What to do: Each line in the records below, from the one that contains "- Start managing" to the one that contains "manager is dropped", should be reproduced exactly, the first and last included.

Input for this task:
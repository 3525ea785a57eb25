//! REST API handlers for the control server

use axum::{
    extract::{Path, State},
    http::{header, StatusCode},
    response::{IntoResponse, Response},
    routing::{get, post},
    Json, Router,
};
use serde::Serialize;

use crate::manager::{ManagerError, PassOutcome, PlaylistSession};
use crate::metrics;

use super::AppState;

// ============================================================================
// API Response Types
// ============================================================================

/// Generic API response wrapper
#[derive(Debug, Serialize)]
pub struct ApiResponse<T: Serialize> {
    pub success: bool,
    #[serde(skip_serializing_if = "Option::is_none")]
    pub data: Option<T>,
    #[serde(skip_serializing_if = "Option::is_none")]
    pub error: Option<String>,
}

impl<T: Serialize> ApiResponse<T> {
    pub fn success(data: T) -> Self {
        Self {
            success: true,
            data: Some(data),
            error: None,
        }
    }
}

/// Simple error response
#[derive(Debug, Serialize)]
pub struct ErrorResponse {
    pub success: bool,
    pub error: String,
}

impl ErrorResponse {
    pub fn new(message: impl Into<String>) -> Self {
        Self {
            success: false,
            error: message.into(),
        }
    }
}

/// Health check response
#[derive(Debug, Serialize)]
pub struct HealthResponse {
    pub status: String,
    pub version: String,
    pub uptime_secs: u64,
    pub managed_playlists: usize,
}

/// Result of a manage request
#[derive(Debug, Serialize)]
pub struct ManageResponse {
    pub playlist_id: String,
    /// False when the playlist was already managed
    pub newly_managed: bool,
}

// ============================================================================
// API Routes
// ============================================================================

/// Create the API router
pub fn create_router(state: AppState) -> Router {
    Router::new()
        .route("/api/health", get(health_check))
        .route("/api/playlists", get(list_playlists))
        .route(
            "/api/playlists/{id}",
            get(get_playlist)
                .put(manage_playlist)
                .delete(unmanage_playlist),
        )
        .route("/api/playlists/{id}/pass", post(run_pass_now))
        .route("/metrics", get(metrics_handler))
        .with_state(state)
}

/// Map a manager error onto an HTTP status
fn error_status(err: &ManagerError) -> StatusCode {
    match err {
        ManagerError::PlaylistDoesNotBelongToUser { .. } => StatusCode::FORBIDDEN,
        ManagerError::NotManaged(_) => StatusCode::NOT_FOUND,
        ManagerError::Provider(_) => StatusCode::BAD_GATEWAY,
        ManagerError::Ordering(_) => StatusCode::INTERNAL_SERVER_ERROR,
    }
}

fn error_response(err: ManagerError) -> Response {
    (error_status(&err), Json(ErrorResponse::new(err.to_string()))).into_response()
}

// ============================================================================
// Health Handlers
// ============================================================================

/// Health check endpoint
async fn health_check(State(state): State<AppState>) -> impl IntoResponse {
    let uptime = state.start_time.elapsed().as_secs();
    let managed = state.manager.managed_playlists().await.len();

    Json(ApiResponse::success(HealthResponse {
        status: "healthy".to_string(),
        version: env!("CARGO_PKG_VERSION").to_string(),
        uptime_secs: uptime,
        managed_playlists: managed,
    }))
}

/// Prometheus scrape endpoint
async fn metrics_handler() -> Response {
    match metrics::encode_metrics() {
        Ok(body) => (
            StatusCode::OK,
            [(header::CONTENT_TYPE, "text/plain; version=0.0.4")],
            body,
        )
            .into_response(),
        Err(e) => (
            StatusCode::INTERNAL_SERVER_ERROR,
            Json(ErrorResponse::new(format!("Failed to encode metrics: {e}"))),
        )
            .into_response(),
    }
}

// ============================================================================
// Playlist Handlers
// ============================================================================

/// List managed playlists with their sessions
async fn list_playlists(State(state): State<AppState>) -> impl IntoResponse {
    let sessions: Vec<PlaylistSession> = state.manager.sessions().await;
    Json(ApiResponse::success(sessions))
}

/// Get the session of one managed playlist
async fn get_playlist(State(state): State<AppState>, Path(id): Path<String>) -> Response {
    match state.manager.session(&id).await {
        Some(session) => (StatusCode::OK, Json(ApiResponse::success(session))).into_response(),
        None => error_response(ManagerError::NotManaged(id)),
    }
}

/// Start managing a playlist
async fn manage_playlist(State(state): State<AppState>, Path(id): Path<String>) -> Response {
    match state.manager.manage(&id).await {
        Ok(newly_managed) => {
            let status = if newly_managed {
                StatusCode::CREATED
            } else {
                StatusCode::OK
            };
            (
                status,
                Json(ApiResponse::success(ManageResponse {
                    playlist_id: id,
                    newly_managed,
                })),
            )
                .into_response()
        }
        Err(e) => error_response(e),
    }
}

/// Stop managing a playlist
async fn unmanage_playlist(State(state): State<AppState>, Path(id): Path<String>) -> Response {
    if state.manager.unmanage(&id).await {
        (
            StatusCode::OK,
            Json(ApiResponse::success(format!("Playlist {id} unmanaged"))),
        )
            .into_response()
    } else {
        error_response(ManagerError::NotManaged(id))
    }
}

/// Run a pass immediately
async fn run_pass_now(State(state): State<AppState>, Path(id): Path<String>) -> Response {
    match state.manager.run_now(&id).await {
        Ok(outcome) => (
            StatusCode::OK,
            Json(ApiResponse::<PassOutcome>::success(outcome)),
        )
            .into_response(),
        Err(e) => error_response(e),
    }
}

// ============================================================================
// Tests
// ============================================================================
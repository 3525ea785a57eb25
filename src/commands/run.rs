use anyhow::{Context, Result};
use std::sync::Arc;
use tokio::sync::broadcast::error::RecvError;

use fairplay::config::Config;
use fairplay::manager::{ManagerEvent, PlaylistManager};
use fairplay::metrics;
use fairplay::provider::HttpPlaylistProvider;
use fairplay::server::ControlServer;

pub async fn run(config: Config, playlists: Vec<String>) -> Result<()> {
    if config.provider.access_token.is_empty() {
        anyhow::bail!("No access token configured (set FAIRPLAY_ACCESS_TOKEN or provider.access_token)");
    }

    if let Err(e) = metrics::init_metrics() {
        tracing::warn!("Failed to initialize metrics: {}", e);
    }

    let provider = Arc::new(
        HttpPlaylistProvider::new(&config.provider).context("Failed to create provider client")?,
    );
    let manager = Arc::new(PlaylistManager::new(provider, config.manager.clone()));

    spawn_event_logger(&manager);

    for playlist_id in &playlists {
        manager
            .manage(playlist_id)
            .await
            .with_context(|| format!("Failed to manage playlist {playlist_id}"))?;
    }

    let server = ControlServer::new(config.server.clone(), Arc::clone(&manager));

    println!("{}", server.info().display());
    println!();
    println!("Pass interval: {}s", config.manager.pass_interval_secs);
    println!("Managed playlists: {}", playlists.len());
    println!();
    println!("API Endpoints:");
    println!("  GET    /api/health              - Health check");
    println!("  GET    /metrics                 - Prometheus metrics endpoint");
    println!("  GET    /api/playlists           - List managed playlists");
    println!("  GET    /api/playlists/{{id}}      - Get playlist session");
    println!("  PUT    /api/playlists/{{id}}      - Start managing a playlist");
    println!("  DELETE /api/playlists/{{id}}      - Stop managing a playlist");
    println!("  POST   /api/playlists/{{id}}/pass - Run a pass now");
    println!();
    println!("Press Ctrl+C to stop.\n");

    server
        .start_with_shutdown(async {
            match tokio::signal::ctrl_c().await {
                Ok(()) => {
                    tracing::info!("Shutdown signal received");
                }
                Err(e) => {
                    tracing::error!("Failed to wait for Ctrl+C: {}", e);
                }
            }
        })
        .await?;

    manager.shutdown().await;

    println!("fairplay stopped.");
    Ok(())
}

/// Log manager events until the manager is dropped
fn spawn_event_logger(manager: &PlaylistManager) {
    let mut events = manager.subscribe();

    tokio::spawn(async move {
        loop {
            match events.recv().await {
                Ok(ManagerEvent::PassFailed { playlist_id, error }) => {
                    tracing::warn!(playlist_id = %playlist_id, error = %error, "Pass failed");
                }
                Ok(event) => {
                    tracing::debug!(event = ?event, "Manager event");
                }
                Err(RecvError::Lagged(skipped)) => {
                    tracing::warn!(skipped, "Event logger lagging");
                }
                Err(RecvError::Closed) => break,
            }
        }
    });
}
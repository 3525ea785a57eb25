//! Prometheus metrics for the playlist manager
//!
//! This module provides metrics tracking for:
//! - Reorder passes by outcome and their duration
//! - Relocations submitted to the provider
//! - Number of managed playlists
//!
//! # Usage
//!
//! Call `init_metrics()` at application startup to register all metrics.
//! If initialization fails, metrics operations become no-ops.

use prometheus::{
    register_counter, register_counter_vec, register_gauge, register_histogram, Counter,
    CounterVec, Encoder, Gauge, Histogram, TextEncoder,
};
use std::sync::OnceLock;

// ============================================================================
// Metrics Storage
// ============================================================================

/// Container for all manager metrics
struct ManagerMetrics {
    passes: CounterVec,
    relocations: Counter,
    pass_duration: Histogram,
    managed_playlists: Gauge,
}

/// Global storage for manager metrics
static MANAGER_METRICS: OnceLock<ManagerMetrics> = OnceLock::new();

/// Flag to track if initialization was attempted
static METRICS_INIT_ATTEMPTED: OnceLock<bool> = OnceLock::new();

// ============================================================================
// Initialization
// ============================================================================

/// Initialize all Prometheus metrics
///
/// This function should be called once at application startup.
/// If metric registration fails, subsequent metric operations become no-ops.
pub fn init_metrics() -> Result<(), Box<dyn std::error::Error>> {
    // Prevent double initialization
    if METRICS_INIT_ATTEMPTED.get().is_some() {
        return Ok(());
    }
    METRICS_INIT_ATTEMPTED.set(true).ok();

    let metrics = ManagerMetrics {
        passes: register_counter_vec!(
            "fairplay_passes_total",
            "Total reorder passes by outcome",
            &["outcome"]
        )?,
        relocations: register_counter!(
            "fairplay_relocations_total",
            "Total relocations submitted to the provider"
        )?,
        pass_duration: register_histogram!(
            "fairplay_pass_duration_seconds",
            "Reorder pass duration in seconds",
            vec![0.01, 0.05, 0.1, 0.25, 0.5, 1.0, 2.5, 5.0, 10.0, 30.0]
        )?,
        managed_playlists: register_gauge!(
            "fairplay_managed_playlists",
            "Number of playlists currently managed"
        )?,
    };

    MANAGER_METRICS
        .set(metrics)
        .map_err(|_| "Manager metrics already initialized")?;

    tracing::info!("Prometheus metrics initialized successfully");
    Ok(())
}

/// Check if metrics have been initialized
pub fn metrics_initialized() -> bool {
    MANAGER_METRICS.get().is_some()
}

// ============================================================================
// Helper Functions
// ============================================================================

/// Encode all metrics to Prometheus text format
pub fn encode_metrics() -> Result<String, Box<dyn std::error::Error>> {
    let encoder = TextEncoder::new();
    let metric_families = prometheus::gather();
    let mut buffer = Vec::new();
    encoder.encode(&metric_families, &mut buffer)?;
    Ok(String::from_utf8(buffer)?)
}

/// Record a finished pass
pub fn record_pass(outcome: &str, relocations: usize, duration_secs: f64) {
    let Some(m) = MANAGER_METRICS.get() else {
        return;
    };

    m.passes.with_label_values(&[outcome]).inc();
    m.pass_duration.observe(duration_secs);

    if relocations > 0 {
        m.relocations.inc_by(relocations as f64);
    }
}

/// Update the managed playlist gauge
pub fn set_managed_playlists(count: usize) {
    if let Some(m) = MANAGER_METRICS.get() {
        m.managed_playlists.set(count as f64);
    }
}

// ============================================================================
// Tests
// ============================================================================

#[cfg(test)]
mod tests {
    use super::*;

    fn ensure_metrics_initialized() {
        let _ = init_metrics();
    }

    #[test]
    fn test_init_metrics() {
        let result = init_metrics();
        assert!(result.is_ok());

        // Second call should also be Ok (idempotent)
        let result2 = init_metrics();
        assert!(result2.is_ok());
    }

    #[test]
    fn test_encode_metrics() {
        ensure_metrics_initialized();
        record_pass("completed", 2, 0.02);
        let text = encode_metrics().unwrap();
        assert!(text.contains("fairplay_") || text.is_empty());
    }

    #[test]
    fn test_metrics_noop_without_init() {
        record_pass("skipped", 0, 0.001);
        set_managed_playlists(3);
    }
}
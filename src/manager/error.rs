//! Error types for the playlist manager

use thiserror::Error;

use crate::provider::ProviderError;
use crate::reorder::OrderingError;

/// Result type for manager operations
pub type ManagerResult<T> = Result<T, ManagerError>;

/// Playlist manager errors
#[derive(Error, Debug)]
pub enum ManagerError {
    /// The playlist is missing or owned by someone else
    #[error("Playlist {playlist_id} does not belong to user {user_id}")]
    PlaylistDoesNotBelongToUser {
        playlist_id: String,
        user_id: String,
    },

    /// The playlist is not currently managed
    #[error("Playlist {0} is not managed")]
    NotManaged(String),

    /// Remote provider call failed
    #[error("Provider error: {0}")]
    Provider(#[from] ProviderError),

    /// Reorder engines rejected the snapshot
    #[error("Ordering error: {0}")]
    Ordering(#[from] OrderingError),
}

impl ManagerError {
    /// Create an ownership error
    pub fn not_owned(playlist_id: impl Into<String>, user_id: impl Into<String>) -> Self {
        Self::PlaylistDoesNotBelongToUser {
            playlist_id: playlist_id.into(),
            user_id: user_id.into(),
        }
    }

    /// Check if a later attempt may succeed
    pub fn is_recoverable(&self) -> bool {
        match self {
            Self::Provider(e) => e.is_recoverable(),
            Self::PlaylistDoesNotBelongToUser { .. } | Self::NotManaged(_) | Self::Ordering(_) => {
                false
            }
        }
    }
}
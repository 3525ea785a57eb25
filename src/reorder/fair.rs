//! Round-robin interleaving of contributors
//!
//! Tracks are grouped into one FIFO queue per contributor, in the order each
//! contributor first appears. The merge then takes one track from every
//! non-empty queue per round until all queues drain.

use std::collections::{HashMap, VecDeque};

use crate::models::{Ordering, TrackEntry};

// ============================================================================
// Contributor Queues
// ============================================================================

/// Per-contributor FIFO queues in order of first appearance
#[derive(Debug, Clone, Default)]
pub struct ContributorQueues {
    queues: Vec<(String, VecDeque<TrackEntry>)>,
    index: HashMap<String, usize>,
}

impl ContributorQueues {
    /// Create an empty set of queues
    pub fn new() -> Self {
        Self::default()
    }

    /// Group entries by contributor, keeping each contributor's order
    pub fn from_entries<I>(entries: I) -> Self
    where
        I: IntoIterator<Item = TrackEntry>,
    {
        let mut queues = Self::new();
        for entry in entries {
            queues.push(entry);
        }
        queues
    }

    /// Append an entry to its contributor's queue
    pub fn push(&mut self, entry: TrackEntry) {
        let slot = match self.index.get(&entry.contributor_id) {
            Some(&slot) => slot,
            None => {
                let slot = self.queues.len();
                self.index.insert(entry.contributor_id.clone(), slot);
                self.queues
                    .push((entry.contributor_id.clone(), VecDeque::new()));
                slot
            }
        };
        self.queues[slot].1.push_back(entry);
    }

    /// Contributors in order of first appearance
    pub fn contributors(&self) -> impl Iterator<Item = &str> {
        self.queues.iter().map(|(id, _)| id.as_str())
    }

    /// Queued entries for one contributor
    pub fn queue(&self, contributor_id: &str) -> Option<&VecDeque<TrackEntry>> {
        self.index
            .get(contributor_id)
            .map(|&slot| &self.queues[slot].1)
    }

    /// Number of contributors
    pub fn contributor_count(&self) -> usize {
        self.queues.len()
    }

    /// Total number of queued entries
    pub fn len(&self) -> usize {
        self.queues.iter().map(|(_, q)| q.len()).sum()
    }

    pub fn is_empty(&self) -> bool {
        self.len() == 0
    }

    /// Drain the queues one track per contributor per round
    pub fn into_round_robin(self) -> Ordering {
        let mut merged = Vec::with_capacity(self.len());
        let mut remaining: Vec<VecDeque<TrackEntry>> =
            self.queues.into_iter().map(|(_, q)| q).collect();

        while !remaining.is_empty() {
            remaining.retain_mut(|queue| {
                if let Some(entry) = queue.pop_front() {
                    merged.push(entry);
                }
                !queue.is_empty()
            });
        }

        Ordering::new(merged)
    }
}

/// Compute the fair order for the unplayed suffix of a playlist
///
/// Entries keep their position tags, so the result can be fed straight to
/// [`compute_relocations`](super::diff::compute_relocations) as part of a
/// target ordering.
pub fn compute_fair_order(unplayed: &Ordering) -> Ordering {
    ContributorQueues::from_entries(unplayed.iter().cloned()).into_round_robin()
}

Exercise response:
    println!("  PUT    /api/playlists/{{id}}      - Start managing a playlist");
    println!("  DELETE /api/playlists/{{id}}      - Stop managing a playlist");
    println!("  POST   /api/playlists/{{id}}/pass - Run a pass now");
    println!();
    println!("Press Ctrl+C to stop.\n");

    server
        .start_with_shutdown(async {
            match tokio::signal::ctrl_c().await {
                Ok(()) => {
                    tracing::info!("Shutdown signal received");
                }
                Err(e) => {
                    tracing::error!("Failed to wait for Ctrl+C: {}", e);
                }
            }
        })
        .await?;

    manager.shutdown().await;

    println!("fairplay stopped.");
    Ok(())
}

/// Log manager events until the manager is dropped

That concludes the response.